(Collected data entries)
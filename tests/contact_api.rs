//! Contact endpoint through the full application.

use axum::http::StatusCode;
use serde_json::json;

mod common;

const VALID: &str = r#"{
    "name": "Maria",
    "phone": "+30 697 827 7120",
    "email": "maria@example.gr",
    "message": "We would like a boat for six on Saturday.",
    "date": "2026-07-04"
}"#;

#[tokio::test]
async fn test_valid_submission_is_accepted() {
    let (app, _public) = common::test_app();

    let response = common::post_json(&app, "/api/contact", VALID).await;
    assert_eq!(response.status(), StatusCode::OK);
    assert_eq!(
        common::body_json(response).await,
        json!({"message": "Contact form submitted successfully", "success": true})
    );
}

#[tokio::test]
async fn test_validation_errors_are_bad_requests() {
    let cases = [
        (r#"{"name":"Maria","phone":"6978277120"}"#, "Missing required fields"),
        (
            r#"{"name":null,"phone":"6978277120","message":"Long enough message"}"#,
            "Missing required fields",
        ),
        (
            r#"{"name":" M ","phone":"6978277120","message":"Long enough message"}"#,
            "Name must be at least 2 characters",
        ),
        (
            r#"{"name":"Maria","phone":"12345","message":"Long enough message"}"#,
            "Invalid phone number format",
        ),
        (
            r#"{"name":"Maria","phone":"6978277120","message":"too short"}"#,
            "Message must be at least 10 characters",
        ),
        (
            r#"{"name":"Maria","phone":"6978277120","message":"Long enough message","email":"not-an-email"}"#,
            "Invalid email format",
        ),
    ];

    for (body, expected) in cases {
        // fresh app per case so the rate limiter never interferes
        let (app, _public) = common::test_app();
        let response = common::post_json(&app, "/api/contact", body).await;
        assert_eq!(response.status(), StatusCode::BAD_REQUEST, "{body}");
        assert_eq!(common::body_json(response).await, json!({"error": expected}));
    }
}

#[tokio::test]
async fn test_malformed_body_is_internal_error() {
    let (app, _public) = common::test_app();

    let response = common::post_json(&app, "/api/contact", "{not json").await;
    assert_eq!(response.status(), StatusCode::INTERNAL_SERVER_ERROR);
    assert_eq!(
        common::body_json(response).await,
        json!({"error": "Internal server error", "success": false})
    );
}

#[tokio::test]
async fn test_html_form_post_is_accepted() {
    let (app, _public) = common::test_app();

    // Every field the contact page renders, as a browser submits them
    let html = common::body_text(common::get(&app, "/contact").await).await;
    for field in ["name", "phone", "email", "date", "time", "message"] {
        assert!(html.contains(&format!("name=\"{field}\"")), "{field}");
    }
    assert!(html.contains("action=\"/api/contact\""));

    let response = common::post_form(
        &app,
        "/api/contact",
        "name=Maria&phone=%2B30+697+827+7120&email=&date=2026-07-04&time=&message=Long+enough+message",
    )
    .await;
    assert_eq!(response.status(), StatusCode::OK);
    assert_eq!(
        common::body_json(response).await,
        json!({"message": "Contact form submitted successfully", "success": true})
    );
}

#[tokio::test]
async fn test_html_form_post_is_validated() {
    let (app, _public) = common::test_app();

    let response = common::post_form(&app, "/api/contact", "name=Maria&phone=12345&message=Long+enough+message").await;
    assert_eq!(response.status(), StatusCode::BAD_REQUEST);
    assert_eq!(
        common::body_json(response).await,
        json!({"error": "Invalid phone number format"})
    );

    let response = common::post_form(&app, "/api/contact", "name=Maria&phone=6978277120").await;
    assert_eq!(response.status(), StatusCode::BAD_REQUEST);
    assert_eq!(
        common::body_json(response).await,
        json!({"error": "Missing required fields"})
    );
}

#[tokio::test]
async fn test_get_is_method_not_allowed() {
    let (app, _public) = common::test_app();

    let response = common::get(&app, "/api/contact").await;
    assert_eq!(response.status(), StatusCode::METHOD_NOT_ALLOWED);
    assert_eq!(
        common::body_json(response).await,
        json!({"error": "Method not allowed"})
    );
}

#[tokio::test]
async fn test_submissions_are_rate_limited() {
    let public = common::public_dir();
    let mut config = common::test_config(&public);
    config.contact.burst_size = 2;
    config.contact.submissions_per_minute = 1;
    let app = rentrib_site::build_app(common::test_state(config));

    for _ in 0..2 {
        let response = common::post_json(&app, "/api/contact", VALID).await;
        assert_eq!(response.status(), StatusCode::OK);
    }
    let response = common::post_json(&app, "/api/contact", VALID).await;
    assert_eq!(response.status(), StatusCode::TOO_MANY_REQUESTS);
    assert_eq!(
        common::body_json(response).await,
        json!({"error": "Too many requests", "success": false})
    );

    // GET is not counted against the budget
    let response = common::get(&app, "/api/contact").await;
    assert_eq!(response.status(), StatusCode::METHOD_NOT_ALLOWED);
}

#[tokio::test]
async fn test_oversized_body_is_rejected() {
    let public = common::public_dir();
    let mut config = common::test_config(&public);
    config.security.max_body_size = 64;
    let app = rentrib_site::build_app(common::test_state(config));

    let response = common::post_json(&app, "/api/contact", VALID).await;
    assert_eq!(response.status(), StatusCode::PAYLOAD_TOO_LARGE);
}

==

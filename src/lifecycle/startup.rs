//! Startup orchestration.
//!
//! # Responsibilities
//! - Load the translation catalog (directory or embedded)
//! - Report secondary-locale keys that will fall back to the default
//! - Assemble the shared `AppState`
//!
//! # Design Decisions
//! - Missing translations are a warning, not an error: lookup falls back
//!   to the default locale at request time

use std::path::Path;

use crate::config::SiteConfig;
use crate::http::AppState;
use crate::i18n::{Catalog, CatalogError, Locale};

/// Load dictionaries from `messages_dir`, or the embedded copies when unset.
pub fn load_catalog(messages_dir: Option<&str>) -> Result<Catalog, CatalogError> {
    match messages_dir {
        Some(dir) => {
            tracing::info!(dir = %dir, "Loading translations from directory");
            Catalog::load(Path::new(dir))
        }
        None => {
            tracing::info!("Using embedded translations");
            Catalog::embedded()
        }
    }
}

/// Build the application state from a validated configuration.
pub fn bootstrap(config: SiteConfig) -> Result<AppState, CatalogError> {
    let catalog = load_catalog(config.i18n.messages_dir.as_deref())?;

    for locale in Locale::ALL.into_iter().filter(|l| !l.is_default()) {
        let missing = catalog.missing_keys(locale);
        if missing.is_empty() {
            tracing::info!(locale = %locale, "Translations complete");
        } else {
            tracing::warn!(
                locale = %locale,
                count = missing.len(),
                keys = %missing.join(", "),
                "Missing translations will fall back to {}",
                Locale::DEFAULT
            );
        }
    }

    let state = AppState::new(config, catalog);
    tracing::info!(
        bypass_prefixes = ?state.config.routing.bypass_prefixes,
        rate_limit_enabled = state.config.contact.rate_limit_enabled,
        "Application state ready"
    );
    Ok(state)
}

## What is being asked
Wherever "Invalid" appears in a line of the entries, copy that line.

## Written solution
            "Invalid phone number format",
            "Invalid email format",
        json!({"error": "Invalid phone number format"})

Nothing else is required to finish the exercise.